As she lies in her grave, The Bride remembers her early training in China, when Bill took her to the temple of legendary martial arts master Pai Mei (an intentionally classic example of the elderly martial arts master stock character). He uses cruelty as a tool for discipline and obedience. Although he "hates Caucasians, despises Americans and has nothing but contempt for women", he takes The Bride in. Her training was extremely rigorous, and she endured many hardships, but she became a formidable warrior under his tutelage. In the present, The Bride calls on Pai Mei's training to break out of the coffin and claw her way up to freedom.



The Bride arrives back at Budd's to see Elle Driver, aka "California Mountain Snake," pulling up in her Pontiac Trans Am and Budd standing in his doorway. Elle hands Budd a suitcase containing his money, which contains a hidden black mamba, the deadly snake that shares The Bride's codename. The snake bites Budd in the face, and Elle explains that she felt more regret over relief because The Bride was killed by a miserable scrub like him when she deserved better. After Budd succumbs to the venom, Elle calls Bill and says his brother was killed by The Bride, who now lies in the grave of a Paula Schultz, as it is the final resting place of Beatrix Kiddo - revealing for the first time The Bride's real name (previously, several people had called her "Kiddo", although this could have been interpreted as simply a pet name).

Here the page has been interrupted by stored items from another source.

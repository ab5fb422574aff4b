//! Configuration loading and management
//!
//! Handles parsing of `.ei.toml` configuration files.

use serde::{Deserialize, Serialize};
use std::path::PathBuf;

/// Main configuration structure
#[derive(Debug, Clone, Serialize, Deserialize)]
pub struct Config {
    /// Agent identity configuration
    #[serde(default)]
    pub agent: AgentConfig,

    /// Reasoning engine configuration
    #[serde(default)]
    pub engine: EngineConfig,

    /// Merge behavior configuration
    #[serde(default)]
    pub merge: MergeConfig,
}

impl Default for Config {
    fn default() -> Self {
        Self {
            agent: AgentConfig::default(),
            engine: EngineConfig::default(),
            merge: MergeConfig::default(),
        }
    }
}

/// Agent-related configuration
#[derive(Debug, Clone, Serialize, Deserialize)]
pub struct AgentConfig {
    /// Default agent name when none specified
    #[serde(default = "default_agent")]
    pub default: String,
}

fn default_agent() -> String {
    "unknown".to_string()
}

impl Default for AgentConfig {
    fn default() -> Self {
        Self {
            default: default_agent(),
        }
    }
}

/// Reasoning engine configuration
#[derive(Debug, Clone, Serialize, Deserialize)]
pub struct EngineConfig {
    /// Whether arbitration through the engine is enabled
    #[serde(default = "default_true")]
    pub enabled: bool,

    /// Base URL of an OpenAI-compatible endpoint
    #[serde(default = "default_endpoint")]
    pub endpoint: String,

    /// Model identifier passed through to the endpoint
    #[serde(default = "default_model")]
    pub model: String,

    /// Environment variable holding the bearer token (optional for local
    /// endpoints)
    #[serde(default = "default_api_key_env")]
    pub api_key_env: String,

    /// Per-call timeout in seconds
    #[serde(default = "default_timeout_secs")]
    pub timeout_secs: u64,

    /// Response token budget per call
    #[serde(default = "default_max_tokens")]
    pub max_tokens: u32,

    /// Decoding temperature; merges should be consistent, not creative
    #[serde(default = "default_temperature")]
    pub temperature: f64,

    /// Bounded concurrency for in-flight arbitration calls
    #[serde(default = "default_concurrency")]
    pub concurrency: usize,
}

fn default_true() -> bool {
    true
}

fn default_endpoint() -> String {
    "http://localhost:11434/v1".to_string()
}

fn default_model() -> String {
    "qwen2.5-coder:14b".to_string()
}

fn default_api_key_env() -> String {
    "EI_ENGINE_API_KEY".to_string()
}

fn default_timeout_secs() -> u64 {
    60
}

fn default_max_tokens() -> u32 {
    4096
}

fn default_temperature() -> f64 {
    0.1
}

fn default_concurrency() -> usize {
    4
}

impl Default for EngineConfig {
    fn default() -> Self {
        Self {
            enabled: default_true(),
            endpoint: default_endpoint(),
            model: default_model(),
            api_key_env: default_api_key_env(),
            timeout_secs: default_timeout_secs(),
            max_tokens: default_max_tokens(),
            temperature: default_temperature(),
            concurrency: default_concurrency(),
        }
    }
}

/// Merge behavior configuration
#[derive(Debug, Clone, Serialize, Deserialize)]
pub struct MergeConfig {
    /// Truncate consumed edit log entries after `ei merge --apply`
    #[serde(default = "default_true")]
    pub consume_on_apply: bool,
}

impl Default for MergeConfig {
    fn default() -> Self {
        Self {
            consume_on_apply: true,
        }
    }
}

impl Config {
    /// Load configuration from a `.ei.toml` file
    pub fn load(path: &PathBuf) -> crate::error::Result<Self> {
        let content = std::fs::read_to_string(path)?;
        let config: Config = toml::from_str(&content)?;
        config.validate()?;
        Ok(config)
    }

    /// Load configuration from the workspace root, or return defaults
    pub fn load_from_root(root: &PathBuf) -> Self {
        let config_path = root.join(".ei.toml");
        if config_path.exists() {
            Self::load(&config_path).unwrap_or_default()
        } else {
            Self::default()
        }
    }

    /// Save configuration to a file
    pub fn save(&self, path: &PathBuf) -> crate::error::Result<()> {
        let content = toml::to_string_pretty(self)?;
        std::fs::write(path, content)?;
        Ok(())
    }

    fn validate(&self) -> crate::error::Result<()> {
        self.engine.validate()?;
        Ok(())
    }
}

impl EngineConfig {
    fn validate(&self) -> crate::error::Result<()> {
        if self.endpoint.trim().is_empty() {
            return Err(crate::error::Error::InvalidConfig(
                "engine.endpoint cannot be empty".to_string(),
            ));
        }
        if self.model.trim().is_empty() {
            return Err(crate::error::Error::InvalidConfig(
                "engine.model cannot be empty".to_string(),
            ));
        }
        if self.timeout_secs == 0 {
            return Err(crate::error::Error::InvalidConfig(
                "engine.timeout_secs must be > 0".to_string(),
            ));
        }
        if self.max_tokens == 0 {
            return Err(crate::error::Error::InvalidConfig(
                "engine.max_tokens must be > 0".to_string(),
            ));
        }
        if self.concurrency == 0 {
            return Err(crate::error::Error::InvalidConfig(
                "engine.concurrency must be > 0".to_string(),
            ));
        }
        if !(0.0..=2.0).contains(&self.temperature) {
            return Err(crate::error::Error::InvalidConfig(
                "engine.temperature must be within 0.0..=2.0".to_string(),
            ));
        }
        Ok(())
    }
}

#[cfg(test)]
mod tests {
    use super::*;
    use std::fs;

    #[test]
    fn defaults_are_expected() {
        let cfg = Config::default();
        assert_eq!(cfg.agent.default, "unknown");
        assert!(cfg.engine.enabled);
        assert_eq!(cfg.engine.endpoint, "http://localhost:11434/v1");
        assert_eq!(cfg.engine.timeout_secs, 60);
        assert_eq!(cfg.engine.max_tokens, 4096);
        assert_eq!(cfg.engine.concurrency, 4);
        assert!(cfg.engine.temperature < 0.2);
        assert!(cfg.merge.consume_on_apply);
    }

    #[test]
    fn load_parses_overrides() {
        let dir = tempfile::tempdir().expect("tempdir");
        let path = dir.path().join(".ei.toml");
        let content = r#"
[agent]
default = "reviewer"

[engine]
endpoint = "https://api.example.com/v1"
model = "merge-arbiter-large"
timeout_secs = 120
max_tokens = 8192
temperature = 0.0
concurrency = 2

[merge]
consume_on_apply = false
"#;
        fs::write(&path, content.trim()).expect("write config");

        let cfg = Config::load(&path).expect("load config");
        assert_eq!(cfg.agent.default, "reviewer");
        assert_eq!(cfg.engine.endpoint, "https://api.example.com/v1");
        assert_eq!(cfg.engine.model, "merge-arbiter-large");
        assert_eq!(cfg.engine.timeout_secs, 120);
        assert_eq!(cfg.engine.max_tokens, 8192);
        assert_eq!(cfg.engine.concurrency, 2);
        assert!(!cfg.merge.consume_on_apply);
    }

    #[test]
    fn zero_concurrency_rejected() {
        let dir = tempfile::tempdir().expect("tempdir");
        let path = dir.path().join(".ei.toml");
        fs::write(&path, "[engine]\nconcurrency = 0\n").expect("write config");

        let err = Config::load(&path).expect_err("invalid config");
        match err {
            crate::error::Error::InvalidConfig(_) => {}
            other => panic!("unexpected error: {other:?}"),
        }
    }

    #[test]
    fn empty_model_rejected() {
        let dir = tempfile::tempdir().expect("tempdir");
        let path = dir.path().join(".ei.toml");
        fs::write(&path, "[engine]\nmodel = \"  \"\n").expect("write config");
        assert!(Config::load(&path).is_err());
    }

    #[test]
    fn load_from_root_defaults_when_missing() {
        let dir = tempfile::tempdir().expect("tempdir");
        let cfg = Config::load_from_root(&dir.path().to_path_buf());
        assert_eq!(cfg.agent.default, "unknown");
    }

    #[test]
    fn save_writes_toml() {
        let dir = tempfile::tempdir().expect("tempdir");
        let path = dir.path().join("out.toml");
        let cfg = Config::default();
        cfg.save(&path).expect("save config");

        let written = fs::read_to_string(&path).expect("read config");
        assert!(written.contains("[engine]"));
        assert!(written.contains("concurrency = 4"));
    }
}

Beatrix attacks her as Elle prepares to leave. As they fight, Elle reveals why Pai Mei snatched out her right eye, and that she killed him for it. Beatrix plucks out Elle's remaining eye and departs, leaving the blinded Elle in the trailer with the same black mamba that killed Budd. Elle's fate is left unknown, yet is suggested in a fleeting moment as the black mamba hisses in strike position at Beatrix as she exits the trailer.

Beatrix travels to Mexico and visits Esteban Vihaio (Parks), an old pimp who raised Bill from childhood. He forthrightly tells her Bill's whereabouts, explaining to an incredulous Beatrix that Bill would have wanted him to. When she finally finds Bill, she is shocked to find that B.B., her four-year-old daughter, is alive and apparently expecting her mother's return. The family spends the evening together peacefully, and B.B. falls asleep watching the chambara film Shogun Assassin in her mother's arms.

With B.B. safely in bed, Beatrix confronts Bill. Bill immobilizes her and shoots her with a dart filled with self-made truth serum; Beatrix is forced to reveal that when she decided upon becoming pregnant that she had to put her unborn daughter's future above Bill. Bill calls into question if she will truly save her daughter's future by taking her away from and killing him.

Bill draws his sword and attacks Beatrix. She disables Bill using a fatal dim mak move named Five-Point-Palm Exploding Heart Technique, taught to her without Bill's or the audience's knowledge by Pai Mei. Bill, defeated, says a tender goodbye, and walks unsteadily away, collapses after five steps, and dies in silence. Beatrix sheds a few tears at the death of her lover, and returns to the house to collect her daughter. As the movie ends, the two ride off to start their new life together.